Secondo Ruggeri, in ambito retail invece il più grande trend è la convergenza tra fisico e digitale, dove i confini tra le esperienze diventano sempre più impercettibili. “Gli store come luoghi dove trascorrere il tempo, vivere esperienze e raccontarle alimentando il passaparola digitale”.

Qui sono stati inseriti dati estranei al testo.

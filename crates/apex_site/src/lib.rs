//! # APEX.DEV
//!
//! The portfolio page, built on the headless `apex_ui` runtime:
//! - Content and motion tuning from `config/site.toml`
//! - Nine components stacked by one page shell
//! - Inertial scrolling driven by the host's animation frame
//!
//! ## Page
//!
//! ```text
//! ┌────────────────────────────────────────────────────────────┐
//! │ ProgressBar · Navbar · CustomCursor            (fixed)     │
//! ├────────────────────────────────────────────────────────────┤
//! │ Hero        full viewport, parallax headline               │
//! │ Marquee     looping skills band                            │
//! │ Projects    #projects, revealed card grid                  │
//! │ Stats       #about, four badges                            │
//! │ Contact     #contact, mailto + socials                     │
//! │ Footer                                                     │
//! └────────────────────────────────────────────────────────────┘
//! ```
//!
//! ## Usage
//!
//! ```no_run
//! use apex_site::{Page, PageEvent, SiteConfig};
//! use apex_ui::{FrameLoop, Viewport};
//!
//! let frames = FrameLoop::new();
//! let mut page = Page::mount(SiteConfig::embedded()?, Viewport::DESKTOP, &frames)?;
//! page.handle_event(PageEvent::Wheel { delta_y: 400.0 });
//! page.frame(0.0);
//! page.frame(16.0);
//! let batches = page.render();
//! # let _ = batches;
//! # Ok::<(), apex_site::SiteError>(())
//! ```

#![deny(missing_docs)]
#![deny(unsafe_code)]
#![deny(clippy::all)]
#![warn(clippy::pedantic)]
#![deny(clippy::perf)]

pub mod components;
pub mod config;
pub mod error;
pub mod page;

pub use config::SiteConfig;
pub use error::{SiteError, SiteResult};
pub use page::{Navigation, Page, PageEvent};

Roberto, che è anche un imprenditore si sofferma anche sullo spirito creativo che anima il nostro paese, dove però, “paghiamo lo scotto di un ambiente molto poco favorevole con burocrazia e pressione fiscale che mettono continuamente a dura prova qualunque impresa. Siamo arrivati ad un total tax rate del 65% dei profitti e ciò rende di fatto, lo Stato, socio di maggioranza, un socio che si preoccupa di godere degli utili finché è possibile e che abbandona la nave alle prime difficoltà con pretese esattoriali che non lasciano scampo. Nel resto d’Europa si adottano provvedimenti per incentivare le aziende e ridurre questi pesi, mentre in Italia non si fa altro che predicare l’abbassamento delle tasse e alla fine ci si limita a cambiarne solo il nome. Come se non bastasse, per districarsi tra le mille imposte, vengono sprecate tantissime ore che potrebbero essere dedicate alla produttività. Purtroppo finché non ci si renderà conto che chi produce non è nemico, bensì miglior alleato della crescita e che un atteggiamento meno punitivo per i fallimenti può sicuramente incentivare il fare impresa, non riusciremo mai ad avere anche noi gli Steve Jobs del caso. Di garage ce ne sono a volontà anche in Italia”.

Ma non ci sono solo aspetti negativi: oltre alle difficoltà, “credo sia corretto evidenziare ulteriormente anche gli aspetti positivi, tra cui la qualità delle nostre risorse umane e il valore del brand made in Italy nel mondo, gli stranieri sono sempre ben disposti a pagare il cosiddetto premium price per i prodotti del nostro paese”, conclude Roberto.